## Problem requirements:
The answer must be a single number: the count of lines in the data below that hold the word "format".
===== Exercise materials
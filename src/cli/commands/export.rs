//! Export CLI commands.

use anyhow::{Context, Result};
use clap::{Args, Subcommand};
use std::path::PathBuf;

use crate::cli::commands::context::AppContext;
use crate::cli::output::{output, ActionOutput};
use crate::domain::models::Config;
use crate::services::export::export_csv;

#[derive(Args, Debug)]
pub struct ExportArgs {
    #[command(subcommand)]
    pub command: ExportCommands,
}

#[derive(Subcommand, Debug)]
pub enum ExportCommands {
    /// Latest grade of every agent as CSV
    Csv {
        /// Write to this file instead of stdout
        #[arg(short, long)]
        output: Option<PathBuf>,
    },
}

pub async fn execute(args: ExportArgs, config: Config, json_mode: bool) -> Result<()> {
    let ctx = AppContext::open(config).await?;

    match args.command {
        ExportCommands::Csv { output: path } => {
            let csv = export_csv(ctx.grades.as_ref(), ctx.agents.as_ref()).await?;
            match path {
                Some(path) => {
                    tokio::fs::write(&path, csv)
                        .await
                        .with_context(|| format!("Failed to write {}", path.display()))?;
                    output(&ActionOutput::ok(format!("Grades exported to {}", path.display())), json_mode);
                }
                None => print!("{csv}"),
            }
        }
    }

    Ok(())
}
==========
## Answer area:
2